Compounding the lack of confidence in governments is a perception by consumers and businesses that the state’s policies are increasing the cost of living and reducing disposable income. Real Vision says this skepticism would exacerbate the “sense that the government doesn’t have the public’s best interest at heart.”
A July report from Accenture said fast-rising prices could become a permanent feature of the global economy. “We have entered a high inflation environment that is fundamentally challenging business leaders and the way companies operate,” the report said. “New dilemmas emerge every day.”
Coming to Egypt?
Egypt is not in an enviable position as international confidence in the pound wanes. Throughout the pandemic in 2020 and 2021, none of the top three sovereign rating agencies (Standard & Poor’s, Moody’s, and Fitch) changed Egypt’s credit rating or outlook.
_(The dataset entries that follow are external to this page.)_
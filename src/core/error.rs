use thiserror::Error;

#[derive(Error, Debug)]
pub enum DbError {
    // ------------------------------------------------------------------
    // Storage engine
    // ------------------------------------------------------------------
    #[error("Table '{0}' already exists")]
    TableExists(String),

    #[error("Table '{0}' not found")]
    TableNotFound(String),

    #[error("Column '{0}' already exists in table '{1}'")]
    ColumnExists(String, String),

    #[error("Column '{0}' not found in table '{1}'")]
    ColumnNotFound(String, String),

    #[error("Type mismatch: {0}")]
    TypeMismatch(String),

    #[error("Constraint violation: {0}")]
    ConstraintViolation(String),

    #[error("Execution error: {0}")]
    ExecutionError(String),

    #[error("Lock error: {0}")]
    LockError(String),

    #[error("I/O error: {0}")]
    IoError(String),

    #[error("Serialization error: {0}")]
    Serialization(String),

    // ------------------------------------------------------------------
    // Schema validation
    // ------------------------------------------------------------------
    #[error("Field name '{field}' is reserved and cannot be used on model '{model}'")]
    InvalidFieldName { model: String, field: String },

    #[error("Field '{field}' on model '{model}' cannot be changed from NULL to NOT NULL")]
    NullFieldChanged { model: String, field: String },

    #[error("Invalid field '{field}': {reason}")]
    InvalidField { field: String, reason: String },

    #[error("Model schema '{0}' already exists")]
    DuplicateSchemaName(String),

    #[error("Field '{field}' already exists on model schema '{model}'")]
    DuplicateFieldName { model: String, field: String },

    // ------------------------------------------------------------------
    // Compilation and lookup
    // ------------------------------------------------------------------
    #[error("Unknown field kind '{0}'")]
    UnknownFieldKind(String),

    #[error("Model schema '{0}' has not been saved")]
    UnsavedSchema(String),

    #[error("Model '{type_name}' is not registered in namespace '{namespace}'")]
    NotRegistered { namespace: String, type_name: String },

    #[error("Schema not found: {0}")]
    SchemaNotFound(String),

    // ------------------------------------------------------------------
    // Staleness and cache
    // ------------------------------------------------------------------
    #[error("Model '{0}' has changed since it was compiled")]
    OutdatedModel(String),

    #[error("Cache unavailable: {0}")]
    CacheUnavailable(String),
}

impl DbError {
    /// Input errors the caller can fix and resubmit.
    pub fn is_validation(&self) -> bool {
        matches!(
            self,
            Self::InvalidFieldName { .. }
                | Self::NullFieldChanged { .. }
                | Self::InvalidField { .. }
                | Self::DuplicateSchemaName(_)
                | Self::DuplicateFieldName { .. }
                | Self::UnknownFieldKind(_)
        )
    }

    /// Errors produced when another writer already applied the same
    /// structural change. Only create/drop outcomes qualify.
    pub fn is_benign_ddl_race(&self) -> bool {
        matches!(
            self,
            Self::TableExists(_)
                | Self::TableNotFound(_)
                | Self::ColumnExists(..)
                | Self::ColumnNotFound(..)
        )
    }
}

pub type Result<T> = std::result::Result<T, DbError>;

impl<T> From<std::sync::PoisonError<T>> for DbError {
    fn from(err: std::sync::PoisonError<T>) -> Self {
        Self::LockError(err.to_string())
    }
}

impl From<serde_json::Error> for DbError {
    fn from(err: serde_json::Error) -> Self {
        Self::Serialization(err.to_string())
    }
}

impl From<std::io::Error> for DbError {
    fn from(err: std::io::Error) -> Self {
        Self::IoError(err.to_string())
    }
}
In May 2022, three months after Russia invaded Ukraine, Moody’s changed its outlook from “stable” to “negative.” In November, Fitch followed suit.
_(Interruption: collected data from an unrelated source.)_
use super::RecordType;
use crate::config::DynamicModelsConfig;
use crate::core::{DbError, Result, clock, naming};
use crate::facade::{DynamicModels, ModelSchema};
use crate::fields::{Field, FieldDeclaration, FieldKindRegistry, FieldOptions, FieldSpec};
use crate::schema::{FieldSchemaRow, ModelSnapshot};
use log::debug;
use std::collections::HashSet;
use std::sync::Arc;
use uuid::Uuid;

/// Turns field declarations into compiled [`Field`]s through the field-kind
/// resolver.
pub struct FieldFactory<'a> {
    kinds: &'a FieldKindRegistry,
    default_max_length: Option<u32>,
}

impl<'a> FieldFactory<'a> {
    pub fn new(kinds: &'a FieldKindRegistry, default_max_length: Option<u32>) -> Self {
        Self {
            kinds,
            default_max_length,
        }
    }

    pub fn for_config(kinds: &'a FieldKindRegistry, config: &DynamicModelsConfig) -> Self {
        Self::new(kinds, config.default_charfield_max_length)
    }

    /// Stored options merged with the derived defaults of `class_name`.
    pub fn effective_options(&self, class_name: &str, options: &FieldOptions) -> Result<FieldOptions> {
        let generator = self.kinds.resolve(class_name)?;
        Ok(generator.effective_options(options, self.default_max_length))
    }

    /// Resolves `class_name`, validates the options against it and invokes
    /// its constructor. The column is always derived from `name`.
    pub fn make_field(&self, name: &str, class_name: &str, options: &FieldOptions) -> Result<Field> {
        let generator = self.kinds.resolve(class_name)?;
        let options = generator.effective_options(options, self.default_max_length);
        generator.validate_options(name, &options)?;

        let spec = FieldSpec {
            name,
            column: naming::column_name(name),
            class_name,
            options: &options,
        };
        generator.make_field(&spec)
    }

    pub fn from_row(&self, row: &FieldSchemaRow) -> Result<Field> {
        self.make_field(&row.name, &row.class_name, &row.options)
    }

    pub fn from_declaration(&self, declaration: &FieldDeclaration) -> Result<Field> {
        self.make_field(&declaration.name, &declaration.class_name, &declaration.options)
    }
}

/// Builds record types from schema storage and publishes them to the
/// registry.
pub struct ModelFactory<'a> {
    models: &'a DynamicModels,
}

impl<'a> ModelFactory<'a> {
    pub fn new(models: &'a DynamicModels) -> Self {
        Self { models }
    }

    /// Compiles a snapshot into a record type. Touches no shared state
    /// apart from the clock.
    pub fn compile(
        snapshot: &ModelSnapshot,
        config: &DynamicModelsConfig,
        kinds: &FieldKindRegistry,
    ) -> Result<RecordType> {
        let factory = FieldFactory::for_config(kinds, config);
        let mut fields = Vec::with_capacity(config.default_fields.len() + snapshot.fields.len());
        let mut columns = HashSet::new();

        let defaults = config
            .default_fields
            .iter()
            .map(|declaration| factory.from_declaration(declaration));
        let declared = snapshot.fields.iter().map(|row| factory.from_row(row));

        for field in defaults.chain(declared) {
            let field = field?;
            if !columns.insert(field.column.clone()) {
                return Err(DbError::InvalidFieldName {
                    model: snapshot.model.name.clone(),
                    field: field.name,
                });
            }
            fields.push(field);
        }

        Ok(RecordType {
            id: Uuid::new_v4(),
            namespace: config.namespace.clone(),
            type_name: snapshot.model.type_name(),
            table_name: snapshot.model.table_name(config.table_prefix.as_deref()),
            verbose_name: snapshot.model.name.clone(),
            schema_id: snapshot.model.id,
            fields,
            declared: clock::now(),
        })
    }

    /// Compiles the persisted state of model schema `schema_id`.
    pub async fn build(&self, schema_id: u64) -> Result<RecordType> {
        let snapshot = self.models.store().snapshot(schema_id).await?;
        Self::compile(&snapshot, self.models.config(), self.models.field_kinds())
    }

    /// The registered type of `schema` if it is still current, a freshly
    /// built one otherwise.
    pub async fn get_model(&self, schema: &ModelSchema) -> Result<Arc<RecordType>> {
        let schema_id = schema
            .id()
            .ok_or_else(|| DbError::UnsavedSchema(schema.name().to_string()))?;
        let row = self.models.store().get_model(schema_id).await?;
        let type_name = row.type_name();

        if let Some(model) = self.models.registry().get(self.namespace(), &type_name)? {
            if model.schema_id() == schema_id
                && self
                    .models
                    .cache()
                    .is_current(&type_name, model.declared())
                    .await
            {
                return Ok(model);
            }
            debug!("record type '{}' is stale, rebuilding", type_name);
        }

        self.regenerate(schema_id, None).await
    }

    /// Unconditionally rebuilds and republishes the type of `schema`.
    pub async fn make_model(&self, schema: &ModelSchema) -> Result<Arc<RecordType>> {
        let schema_id = schema
            .id()
            .ok_or_else(|| DbError::UnsavedSchema(schema.name().to_string()))?;
        self.regenerate(schema_id, None).await
    }

    /// Rebuilds the type of `schema_id`, dropping any registration under its
    /// current name and under `previous_type_name`.
    pub async fn regenerate(
        &self,
        schema_id: u64,
        previous_type_name: Option<&str>,
    ) -> Result<Arc<RecordType>> {
        let model = self.build(schema_id).await?;
        self.publish(model, previous_type_name)
    }

    /// Replaces the registered type: unregister the new name (and the
    /// previous one on rename), then register `model`.
    pub fn publish(&self, model: RecordType, previous_type_name: Option<&str>) -> Result<Arc<RecordType>> {
        let model = Arc::new(model);
        self.destroy_model(model.type_name())?;
        if let Some(previous) = previous_type_name.filter(|p| *p != model.type_name()) {
            self.destroy_model(previous)?;
        }

        self.models.registry().register(self.namespace(), model.clone())?;
        debug!(
            "registered record type '{}' ({} fields, table '{}')",
            model.type_name(),
            model.fields().len(),
            model.table_name()
        );
        Ok(model)
    }

    /// Drops the registration of `type_name`, if any.
    pub fn destroy_model(&self, type_name: &str) -> Result<()> {
        match self.models.registry().unregister(self.namespace(), type_name) {
            Ok(_) | Err(DbError::NotRegistered { .. }) => Ok(()),
            Err(err) => Err(err),
        }
    }

    fn namespace(&self) -> &str {
        &self.models.config().namespace
    }
}

#[cfg(test)]
mod tests {
    use super::*;
    use crate::schema::ModelSchemaRow;
    use serde_json::json;

    fn snapshot(fields: Vec<FieldSchemaRow>) -> ModelSnapshot {
        ModelSnapshot {
            model: ModelSchemaRow {
                id: 7,
                name: "sales invoice".into(),
                modified: clock::now(),
                database: None,
            },
            fields,
        }
    }

    fn field_row(id: u64, name: &str, class_name: &str, options: FieldOptions) -> FieldSchemaRow {
        FieldSchemaRow {
            id,
            model_schema_id: 7,
            name: name.into(),
            class_name: class_name.into(),
            options,
        }
    }

    #[test]
    fn test_compile_derives_names() {
        let kinds = FieldKindRegistry::default();
        let config = DynamicModelsConfig::default();
        let model = ModelFactory::compile(&snapshot(Vec::new()), &config, &kinds).unwrap();

        assert_eq!(model.type_name(), "SalesInvoice");
        assert_eq!(model.table_name(), "sales_invoice");
        assert_eq!(model.namespace(), "dynamic_models");
        assert_eq!(model.schema_id(), 7);
        assert_eq!(model.table_schema().schema().column_names(), vec!["id"]);
    }

    #[test]
    fn test_compile_merges_default_fields() {
        let kinds = FieldKindRegistry::default();
        let config = DynamicModelsConfig::default()
            .table_prefix("app")
            .default_field(FieldDeclaration::new("created", "datetime"));
        let fields = vec![field_row(1, "Total Amount", "integer", FieldOptions::new())];
        let model = ModelFactory::compile(&snapshot(fields), &config, &kinds).unwrap();

        assert_eq!(model.table_name(), "app_sales_invoice");
        assert_eq!(model.field_names(), vec!["created", "Total Amount"]);
        assert_eq!(model.field("total_amount").unwrap().name, "Total Amount");
    }

    #[test]
    fn test_compile_is_fresh_each_time() {
        let kinds = FieldKindRegistry::default();
        let config = DynamicModelsConfig::default();
        let first = ModelFactory::compile(&snapshot(Vec::new()), &config, &kinds).unwrap();
        let second = ModelFactory::compile(&snapshot(Vec::new()), &config, &kinds).unwrap();
        assert_ne!(first.id(), second.id());
        assert!(second.declared() > first.declared());
    }

    #[test]
    fn test_compile_rejects_unknown_kind() {
        let kinds = FieldKindRegistry::default();
        let config = DynamicModelsConfig::default();
        let fields = vec![field_row(1, "amount", "decimal", FieldOptions::new())];
        assert!(matches!(
            ModelFactory::compile(&snapshot(fields), &config, &kinds),
            Err(DbError::UnknownFieldKind(_))
        ));
    }

    #[test]
    fn test_field_factory_applies_default_length() {
        let kinds = FieldKindRegistry::default();
        let strict = FieldFactory::new(&kinds, None);
        assert!(strict.make_field("code", "character", &FieldOptions::new()).is_err());

        let lenient = FieldFactory::new(&kinds, Some(255));
        let field = lenient
            .make_field("code", "character", &FieldOptions::new())
            .unwrap();
        assert_eq!(field.max_length, Some(255));

        let options = FieldOptions::new().extra("to", json!("Customer"));
        let field = lenient.make_field("customer", "foreign_key", &options).unwrap();
        assert_eq!(field.column_definition().references.as_deref(), Some("Customer"));
    }
}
In February, Moody’s dropped Egypt one grade, from “B2” to “B3,” but returned to the country’s “stable” outlook status. By April, S&P changed its outlook for Egypt from “stable” to “negative,” a sign that it will likely decrease Egypt’s credit rating if the economic situation deteriorates further.
In the latest sovereign rating report, S&P justified its decision by saying, “The negative outlook reflects risks that the policy measures implemented by Egyptian authorities may be insufficient to stabilize the exchange rate and attract foreign currency inflows to meet the Sovereign Fund’s high external financing needs.”
If the government fails to reverse that sentiment, inflation will likely continue to increase, bringing the country one step closer to hyperinflation. In March, Fitch forecast that “Egyptian inflation will average 34.3% in 2023 against our previous forecast of 25.9%.”
Fitch noted that price increases would be “most pronounced in the food [and] non-alcoholic beverages component, which represents 32.7% of the consumer price index basket.”